Eyecare professionals have estimated that at least half of all glaucoma patients don’t know they have the disease, because it has no symptoms until quite advanced. Glaucoma causes damage to the peripheral vision first, and many people don’t notice that their field of view has gradually begun to shrink. The increased pressure within the eye almost never produces pain, for example, or noticeable vision changes in its early stages. If left untreated, however, it is one of the leading causes of functional blindness. The increased pressure damages and eventually causes the nerve fibers of the retina to become compressed and die; vision loss from glaucoma is permanent. For this reason, it is important to diagnose and begin treatment early in the disease process to prevent vision loss.
Glaucoma is a complex condition, however, and patients are not automatically classified as having glaucoma if the pressure in the eye higher than normal, if there is no other sign of disease or damage present.
This particular study targeted people of African descent, because their risk for developing early glaucoma is higher. In fact, people of African descent are three times as likely to acquire glaucoma, and generally the disease has an earlier onset in this population.
The study, published in Archives of Ophthalmology, enrolled about 1600 patients who had elevated "intraocular pressure (IOP)" readings, but no damage to the ocular tissues as measured by standardized testing equipment and visual inspection of the nerve head. The study group included 408 people of African descent.
Half of the subjects/patients were given commercially available, physician-prescribed eye drops used to lower IOP in the treatment of glaucoma and asked to use them each day. (Although the study was supported by Merck Research Laboratories, there was no restriction on the type or brand of eye drops prescribed for any individual.) The other half of the patients were given no eye drops or other medical treatment. Both groups were followed carefully for several years to assess any possible damage these higher IOPs may be causing.
Patients enrolled in the study that were given pressure-lowering eye drops went on to develop glaucoma at a rate of about 8.5%, while those without medical intervention developed glaucomatous damage at just over 16%, almost twice as often. This effect was especially noticeable in the group of African-descent individuals.
This does not necessarily mean, however, that all people with moderately high IOPs or all people of African descent should automatically be placed on glaucoma medication. The most popular and useful pressure-lowering eye drops are considered to be safe and effective, but they are not without side effects or expense.
Dr. Eve Higginbotham, chair of the University of Maryland Medical Center’s Department of Ophthalmology, and a co-author of the study, said that extent of damage and the patient’s general health are among other factors to consider when contemplating treatment.
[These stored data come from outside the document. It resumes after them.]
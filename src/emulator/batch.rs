//! Scope guard deferring publishes across several drawing calls.

use super::Epd;
use crate::error::Result;
use log::{debug, error};
use std::sync::atomic::Ordering;

/// An open batch on an [`Epd`].
///
/// Batches nest: the depth counter is shared, and only the exit of the
/// outermost guard publishes. The exit also runs when the guard is dropped
/// during unwinding, so the display never stays stale after an error.
#[must_use = "dropping the guard immediately closes the batch"]
pub struct BatchGuard<'a> {
    epd: &'a Epd,
    open: bool,
}

impl<'a> BatchGuard<'a> {
    pub(super) fn enter(epd: &'a Epd) -> Self {
        let depth = epd.batch_depth.fetch_add(1, Ordering::SeqCst) + 1;
        debug!("Batch opened (depth {})", depth);
        BatchGuard { epd, open: true }
    }

    /// Closes the batch and returns the result of the closing publish, if
    /// this was the outermost batch.
    pub fn finish(mut self) -> Result<()> {
        self.exit()
    }

    fn exit(&mut self) -> Result<()> {
        if !self.open {
            return Ok(());
        }
        self.open = false;
        let depth = self.epd.batch_depth.fetch_sub(1, Ordering::SeqCst) - 1;
        debug!("Batch closed (depth {})", depth);
        if depth == 0 {
            self.epd.publish()
        } else {
            Ok(())
        }
    }
}

impl Drop for BatchGuard<'_> {
    fn drop(&mut self) {
        if let Err(e) = self.exit() {
            error!("Publish at the end of a batch failed: {}", e);
        }
    }
}
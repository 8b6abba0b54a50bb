// src/error.rs

//! Error type shared by every part of the emulator.
//!
//! Nothing here is recoverable: configuration and resource errors abort
//! construction, drawing errors abort the single call that produced them.

use std::path::PathBuf;

/// Convenience alias used throughout the crate.
pub type Result<T> = std::result::Result<T, EpdError>;

#[derive(Debug, thiserror::Error)]
pub enum EpdError {
    /// The descriptor file could not be opened or read.
    #[error("failed to read display descriptor {}", path.display())]
    ConfigRead {
        path: PathBuf,
        #[source]
        source: std::io::Error,
    },

    /// The descriptor file is not valid JSON or has fields of the wrong type.
    #[error("malformed display descriptor {}", path.display())]
    ConfigParse {
        path: PathBuf,
        #[source]
        source: serde_json::Error,
    },

    /// The descriptor parsed but describes an unusable display.
    #[error("invalid display descriptor {}: {reason}", path.display())]
    ConfigInvalid { path: PathBuf, reason: String },

    #[error("invalid emulator option: {0}")]
    InvalidOption(String),

    #[error("unknown color {0:?}")]
    UnknownColor(String),

    #[error("invalid geometry: {0}")]
    InvalidGeometry(String),

    #[error("failed to open display window: {0}")]
    Window(String),

    #[error("failed to bind HTTP listener on port {port}: {reason}")]
    Bind { port: u16, reason: String },

    #[error("failed to spawn {name} thread")]
    Spawn {
        name: &'static str,
        #[source]
        source: std::io::Error,
    },

    #[error("failed to encode frame")]
    Encode(#[from] image::ImageError),

    /// A drawing closure panicked while holding the frame lock.
    #[error("frame lock poisoned by a panicking drawer")]
    Poisoned,

    #[error("display backend has been shut down")]
    ShutDown,
}

impl<T> From<std::sync::PoisonError<T>> for EpdError {
    fn from(_: std::sync::PoisonError<T>) -> Self {
        EpdError::Poisoned
    }
}
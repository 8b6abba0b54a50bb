//! Refresh actor that runs a callback at a fixed interval on its own thread.
//!
//! Both backends keep their output fresh with one of these: the window
//! backend asks its window thread to repaint, the HTTP backend re-encodes
//! the cached PNG. The actor stops when the callback returns `false`, when
//! `stop()` is called, or when it is dropped.

use crate::error::{EpdError, Result};
use log::*;
use std::sync::mpsc::{self, RecvTimeoutError, Sender};
use std::thread::{self, JoinHandle};
use std::time::Duration;

pub struct RefreshActor {
    name: &'static str,
    stop_tx: Option<Sender<()>>,
    thread_handle: Option<JoinHandle<()>>,
}

impl RefreshActor {
    /// Spawns the actor in a background thread named `name`.
    ///
    /// # Arguments
    ///
    /// * `interval` - Time between two calls of `tick`; the first call happens
    ///   one interval after spawning
    /// * `tick` - Refresh callback; returning `false` ends the actor
    pub fn spawn<F>(name: &'static str, interval: Duration, mut tick: F) -> Result<Self>
    where
        F: FnMut() -> bool + Send + 'static,
    {
        let (stop_tx, stop_rx) = mpsc::channel::<()>();

        let thread_handle = thread::Builder::new()
            .name(name.to_string())
            .spawn(move || {
                info!("RefreshActor[{}]: Started (interval: {:?})", name, interval);
                loop {
                    match stop_rx.recv_timeout(interval) {
                        Err(RecvTimeoutError::Timeout) => {
                            trace!("RefreshActor[{}]: Tick", name);
                            if !tick() {
                                info!("RefreshActor[{}]: Target gone, exiting", name);
                                break;
                            }
                        }
                        Ok(()) | Err(RecvTimeoutError::Disconnected) => break,
                    }
                }
                debug!("RefreshActor[{}]: Thread exiting", name);
            })
            .map_err(|source| EpdError::Spawn { name, source })?;

        Ok(Self {
            name,
            stop_tx: Some(stop_tx),
            thread_handle: Some(thread_handle),
        })
    }

    /// Stops the actor and waits for its thread. Safe to call twice.
    pub fn stop(&mut self) {
        // Dropping the sender wakes the thread with `Disconnected`.
        self.stop_tx.take();
        if let Some(handle) = self.thread_handle.take() {
            if let Err(e) = handle.join() {
                error!("RefreshActor[{}] thread panicked: {:?}", self.name, e);
            }
        }
    }
}

impl Drop for RefreshActor {
    fn drop(&mut self) {
        self.stop();
    }
}
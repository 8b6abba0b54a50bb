// src/emulator.rs

//! `Epd` - the emulated e-paper display.
//!
//! Mirrors the method set of a Waveshare e-paper driver (`init`, `clear`,
//! `display`, `display_partial`, `get_frame_buffer`, `get_buffer`, `sleep`,
//! `dev_exit`) so code written against real hardware runs unchanged, and adds
//! convenience drawing calls that publish on their own.
//!
//! Every drawing call locks the frame, mutates it, releases the lock and then
//! publishes (repaint or re-encode) unless a batch is open. The lock is never
//! held across a publish.

mod batch;

pub use batch::BatchGuard;

use crate::color::Color;
use crate::config::{DisplayDescriptor, EmulatorOptions};
use crate::display::{Backend, DriverConfig};
use crate::draw::{draw_on, Bounds, ShapeStyle};
use crate::error::{EpdError, Result};
use crate::frame::{Frame, PixelMode, SharedFrame};
use embedded_graphics::{
    geometry::{AngleUnit, Point},
    mono_font::{MonoFont, MonoTextStyle},
    primitives::{Arc, Ellipse, Line, Polyline, Primitive, PrimitiveStyle},
    text::{Baseline, Text},
};
use image::{DynamicImage, GrayImage};
use log::{debug, info};
use std::path::Path;
use std::sync::atomic::{AtomicUsize, Ordering};
use std::sync::Mutex;
use std::time::Duration;

pub struct Epd {
    descriptor: DisplayDescriptor,
    mode: PixelMode,
    update_interval: Duration,
    frame: SharedFrame,
    batch_depth: AtomicUsize,
    backend: Option<Backend>,
}

impl Epd {
    /// Loads the descriptor, creates the frame and starts the backend.
    ///
    /// Any failure (missing descriptor, window unavailable, port taken) is
    /// returned here; there is no partially started emulator.
    pub fn new(options: EmulatorOptions) -> Result<Self> {
        options.validate()?;

        let mut descriptor = DisplayDescriptor::load(&options.config_file, options.config_dir())?;
        if options.reverse_orientation {
            descriptor = descriptor.rotated();
        }
        let mode = PixelMode::from_use_color(options.use_color);
        let frame: SharedFrame = std::sync::Arc::new(Mutex::new(Frame::new(
            mode,
            descriptor.width,
            descriptor.height,
            descriptor.color,
        )));

        let driver_config = DriverConfig {
            width: descriptor.width,
            height: descriptor.height,
            title: format!(
                "Waveshare {}x{} EPD Emulator",
                descriptor.width, descriptor.height
            ),
            update_interval: options.update_interval,
            port: options.port,
            open_browser: options.open_browser,
            window_scale: options.window_scale,
        };
        let backend = Backend::start(options.backend, &driver_config, std::sync::Arc::clone(&frame))?;

        info!(
            "Epd: '{}' {}x{} in mode {} on the {:?} backend",
            descriptor.name,
            descriptor.width,
            descriptor.height,
            mode.as_str(),
            backend.kind()
        );

        Ok(Self {
            descriptor,
            mode,
            update_interval: options.update_interval,
            frame,
            batch_depth: AtomicUsize::new(0),
            backend: Some(backend),
        })
    }

    // --- Properties ---

    pub fn width(&self) -> u32 {
        self.descriptor.width
    }

    pub fn height(&self) -> u32 {
        self.descriptor.height
    }

    pub fn mode(&self) -> PixelMode {
        self.mode
    }

    /// The descriptor in effect, after any orientation swap.
    pub fn descriptor(&self) -> &DisplayDescriptor {
        &self.descriptor
    }

    pub fn update_interval(&self) -> Duration {
        self.update_interval
    }

    /// `None` once the emulator has been shut down.
    pub fn backend(&self) -> Option<&Backend> {
        self.backend.as_ref()
    }

    /// False after shutdown or once the user closed the window.
    pub fn is_open(&self) -> bool {
        self.backend.as_ref().is_some_and(Backend::is_open)
    }

    // --- Driver-compatible API ---

    pub fn init(&self) -> Result<()> {
        info!("EPD initialized");
        Ok(())
    }

    /// Replaces the frame with a fresh one filled with `color` and publishes
    /// immediately, even inside a batch.
    pub fn clear(&self, color: impl Into<Color>) -> Result<()> {
        let color = color.into();
        {
            let mut frame = self.frame.lock()?;
            *frame = Frame::new(self.mode, self.width(), self.height(), color);
        }
        self.publish()?;
        info!("Screen cleared");
        Ok(())
    }

    /// Publishes the current frame. The buffer argument exists for driver
    /// compatibility; the backends always read the live frame.
    pub fn display(&self, _image_buffer: &[u8]) -> Result<()> {
        self.publish()
    }

    pub fn display_partial(&self, image_buffer: &[u8]) -> Result<()> {
        self.display(image_buffer)
    }

    /// Raw bytes of the current frame, for code ported from hardware drivers.
    pub fn get_frame_buffer(&self) -> Result<Vec<u8>> {
        Ok(self.frame.lock()?.to_bytes())
    }

    /// Raw bytes of `frame`.
    pub fn get_buffer(&self, frame: &Frame) -> Vec<u8> {
        frame.to_bytes()
    }

    pub fn sleep(&self) {
        info!("EPD sleep");
    }

    /// Shuts the emulator down, closing the window if there is one.
    pub fn dev_exit(&mut self) -> Result<()> {
        info!("EPD exit");
        self.shutdown()
    }

    /// Stops the backend. Drawing still works afterwards; publishing fails
    /// with `EpdError::ShutDown`.
    pub fn shutdown(&mut self) -> Result<()> {
        match self.backend.take() {
            Some(mut backend) => backend.shutdown(),
            None => Ok(()),
        }
    }

    // --- Frame access ---

    /// A copy of the current frame.
    pub fn snapshot(&self) -> Result<Frame> {
        Ok(self.frame.lock()?.clone())
    }

    /// Writes the current frame to `path` as PNG.
    pub fn save_png(&self, path: &Path) -> Result<()> {
        self.snapshot()?.save_png(path)?;
        info!("Saved screenshot to {}", path.display());
        Ok(())
    }

    /// Runs `f` on the current frame under the lock, without publishing.
    /// Pair with `display()` the way hardware driver code does.
    pub fn with_canvas<R>(&self, f: impl FnOnce(&mut Frame) -> R) -> Result<R> {
        let mut frame = self.frame.lock()?;
        Ok(f(&mut frame))
    }

    /// Runs `f` on the current frame under the lock, then publishes unless a
    /// batch is open.
    pub fn draw<R>(&self, f: impl FnOnce(&mut Frame) -> R) -> Result<R> {
        let value = self.with_canvas(f)?;
        self.publish_unless_batching()?;
        Ok(value)
    }

    // --- Drawing conveniences ---

    pub fn draw_rectangle(&self, xy: impl Into<Bounds>, style: ShapeStyle) -> Result<()> {
        let rect = xy.into().to_rectangle()?;
        let style = style.to_primitive_style();
        self.draw(|frame| draw_on(frame, &rect.into_styled(style)))
    }

    /// A line from `(x0, y0)` to `(x1, y1)`; a width of 0 draws one pixel wide.
    pub fn draw_line(&self, xy: impl Into<Bounds>, fill: impl Into<Color>, width: u32) -> Result<()> {
        let xy = xy.into();
        let line = Line::new(xy.start(), xy.end())
            .into_styled(PrimitiveStyle::with_stroke(fill.into().to_rgb888(), width.max(1)));
        self.draw(|frame| draw_on(frame, &line))
    }

    /// Connected line segments through `points`, in order. At least two
    /// points are required.
    pub fn draw_polyline(&self, points: &[Point], fill: impl Into<Color>, width: u32) -> Result<()> {
        if points.len() < 2 {
            return Err(EpdError::InvalidGeometry(format!(
                "a polyline needs at least 2 points, got {}",
                points.len()
            )));
        }
        let polyline = Polyline::new(points)
            .into_styled(PrimitiveStyle::with_stroke(fill.into().to_rgb888(), width.max(1)));
        self.draw(|frame| draw_on(frame, &polyline))
    }

    /// The ellipse inscribed in the box.
    pub fn draw_ellipse(&self, xy: impl Into<Bounds>, style: ShapeStyle) -> Result<()> {
        let rect = xy.into().to_rectangle()?;
        let ellipse = Ellipse::new(rect.top_left, rect.size).into_styled(style.to_primitive_style());
        self.draw(|frame| draw_on(frame, &ellipse))
    }

    /// An arc of the circle of `diameter` whose bounding box starts at
    /// `top_left`. Angles are in degrees, clockwise from 3 o'clock.
    pub fn draw_arc(
        &self,
        top_left: impl Into<Point>,
        diameter: u32,
        start_deg: f32,
        sweep_deg: f32,
        fill: impl Into<Color>,
        width: u32,
    ) -> Result<()> {
        if diameter == 0 {
            return Err(EpdError::InvalidGeometry("arc diameter must be positive".to_string()));
        }
        let arc = Arc::new(top_left.into(), diameter, start_deg.deg(), sweep_deg.deg())
            .into_styled(PrimitiveStyle::with_stroke(fill.into().to_rgb888(), width.max(1)));
        self.draw(|frame| draw_on(frame, &arc))
    }

    /// Text with its top-left corner at `position`.
    pub fn draw_text(
        &self,
        position: impl Into<Point>,
        text: &str,
        font: &MonoFont<'_>,
        fill: impl Into<Color>,
    ) -> Result<()> {
        let style = MonoTextStyle::new(font, fill.into().to_rgb888());
        let text = Text::with_baseline(text, position.into(), style, Baseline::Top);
        self.draw(|frame| {
            draw_on(frame, &text);
        })
    }

    /// Pastes `image` with its top-left corner at `at`, optionally through a
    /// mask of the same size.
    pub fn paste_image(
        &self,
        image: &DynamicImage,
        at: impl Into<Point>,
        mask: Option<&GrayImage>,
    ) -> Result<()> {
        let at = at.into();
        self.with_canvas(|frame| frame.paste(image, at, mask))??;
        self.publish_unless_batching()
    }

    // --- Batching ---

    /// Opens a batch: drawing calls skip their publish until the returned
    /// guard (and every other open guard) is dropped, then one publish fires.
    pub fn batch(&self) -> BatchGuard<'_> {
        BatchGuard::enter(self)
    }

    /// Runs `f` inside a batch and returns the closing publish's error, if any.
    pub fn batched<R>(&self, f: impl FnOnce(&Self) -> Result<R>) -> Result<R> {
        let guard = self.batch();
        let value = f(self)?;
        guard.finish()?;
        Ok(value)
    }

    pub fn is_batching(&self) -> bool {
        self.batch_depth.load(Ordering::SeqCst) > 0
    }

    // --- Publishing ---

    fn publish(&self) -> Result<()> {
        match &self.backend {
            Some(backend) => backend.publish(),
            None => Err(EpdError::ShutDown),
        }
    }

    fn publish_unless_batching(&self) -> Result<()> {
        if self.is_batching() {
            debug!("Epd: Publish deferred, batch open");
            return Ok(());
        }
        self.publish()
    }
}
However, in practical terms, it does mean that everyone, regardless of ethnic background should have regular eye examinations. Many people have the idea that as long as their vision seems normal and they are experiencing no pain, headaches or other symptoms that they don’t need their eyes checked, but glaucoma is more insidious and sneakier than most other conditions or diseases. Only a qualified eyecare practitioner can diagnose and treat glaucoma.